On Christmas/my birthday I woke up in our rustic little cabin on monkey island, walked out the door, and saw a rainbow. Not a bad way to start the best day of the year.

yakushima cabin

Determined to make the most of the culinary situation in town, we set out in the morning in search of french toast. Our target restaurant was scheduled to open at 9:00, so we planned accordingly, but they were closed for the holiday – much to our dismay. By the time we actually found a breakfast place that was open, we were starving and willing to eat anything put in front of us.

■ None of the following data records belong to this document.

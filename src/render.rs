//! Terminal rendering for ferias types.
//!
//! Extension traits and helpers that add colored output to ferias-core
//! types using owo_colors.

use chrono::{Datelike, NaiveDate};
use ferias_core::DayKey;
use ferias_core::MonthKey;
use ferias_core::marking::MarkingMap;
use ferias_core::notice::{Notice, NoticeKind};
use ferias_core::record::VacationRecord;
use owo_colors::OwoColorize;

/// Extension trait for TUI rendering with colors.
pub trait Render {
    fn render(&self) -> String;
}

impl Render for Notice {
    fn render(&self) -> String {
        let title = match self.kind {
            NoticeKind::Error => self.title.red().bold().to_string(),
            NoticeKind::Success => self.title.green().bold().to_string(),
            NoticeKind::Info => self.title.bold().to_string(),
        };
        format!("{}\n{}", title, self.message)
    }
}

/// One line per record: name, then the date span in the configured format.
pub fn render_record(record: &VacationRecord, date_format: &str) -> String {
    let span = format!(
        "{} - {}",
        record.start_date.format(date_format),
        record.return_date.format(date_format)
    );
    format!("  {} {}", record.employee_name.bold(), span.dimmed())
}

/// Weeks of `month` laid out Sunday-first; `None` pads days outside the month.
pub fn month_weeks(month: MonthKey) -> Vec<[Option<NaiveDate>; 7]> {
    let mut weeks = Vec::new();
    let mut week = [None; 7];

    for day in month.days() {
        let column = day.weekday().num_days_from_sunday() as usize;
        week[column] = Some(day);
        if column == 6 {
            weeks.push(week);
            week = [None; 7];
        }
    }
    if week.iter().any(Option::is_some) {
        weeks.push(week);
    }
    weeks
}

/// A month grid with vacation days in green and today underlined.
pub fn render_month(month: MonthKey, markings: &MarkingMap, today: NaiveDate) -> String {
    let mut lines = Vec::new();
    let title = month.first_day().format("%B %Y").to_string();
    lines.push(format!("{:^20}", title).bold().to_string());
    lines.push("Su Mo Tu We Th Fr Sa".dimmed().to_string());

    for week in month_weeks(month) {
        let cells: Vec<String> = week
            .iter()
            .map(|cell| match cell {
                None => "  ".to_string(),
                Some(day) => render_day(*day, markings, today),
            })
            .collect();
        lines.push(cells.join(" "));
    }

    lines.join("\n")
}

fn render_day(day: NaiveDate, markings: &MarkingMap, today: NaiveDate) -> String {
    let label = format!("{:>2}", day.day());
    let marked = markings.contains(DayKey::new(day));

    match (marked, day == today) {
        (true, true) => label.green().bold().underline().to_string(),
        (true, false) => label.green().bold().to_string(),
        (false, true) => label.underline().to_string(),
        (false, false) => label,
    }
}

japanese christmas breakfast

Which turned out to be a good thing. Salad, ham, and egg is a pretty typical “western” style breakfast in this area, but the spaghetti, fried chicken, and potato salad were unexpected.

yakushima dog

After breakfast we wandered the town and found a cute Yakushima dog to pet.

banners

Then we drove into the mountains and spotted a few Japanese deer. To me, they look like American deer chopped off at the knees.

yakushima deer

That one is just a little bigger than Murdock.

yakushima deer

Even though our hikes were basically rained out, the clouds made for some nice, moody lighting.

yakushima mountains

yakushima bridge

trees on yakushima

yakushima mountains

Dinner was pizza. Durn good pizza at a restaurant I’m going to write more about later.

yakushima pizza

The guy who makes the pizza on Yakushima also makes his own bread and oh dear. Such bread. It was better than most of of the European style bread I’ve had in America.

bread and cake

I flitted off in the afternoon for a massage at a fancy hotel and, while I was having my shoulders pinched and kneaded, Cody and our traveling buddies put together an impromptu party for me. With candles! I was genuinely surprised and maybe got a little misty-eyed but played it off super cool like I do. After cake we watched a Charlie Brown Christmas and, truth be told, I didn’t feel a twinge of homesickness all day.

yakushima cabin

No place like a cabin on an island for the holidays.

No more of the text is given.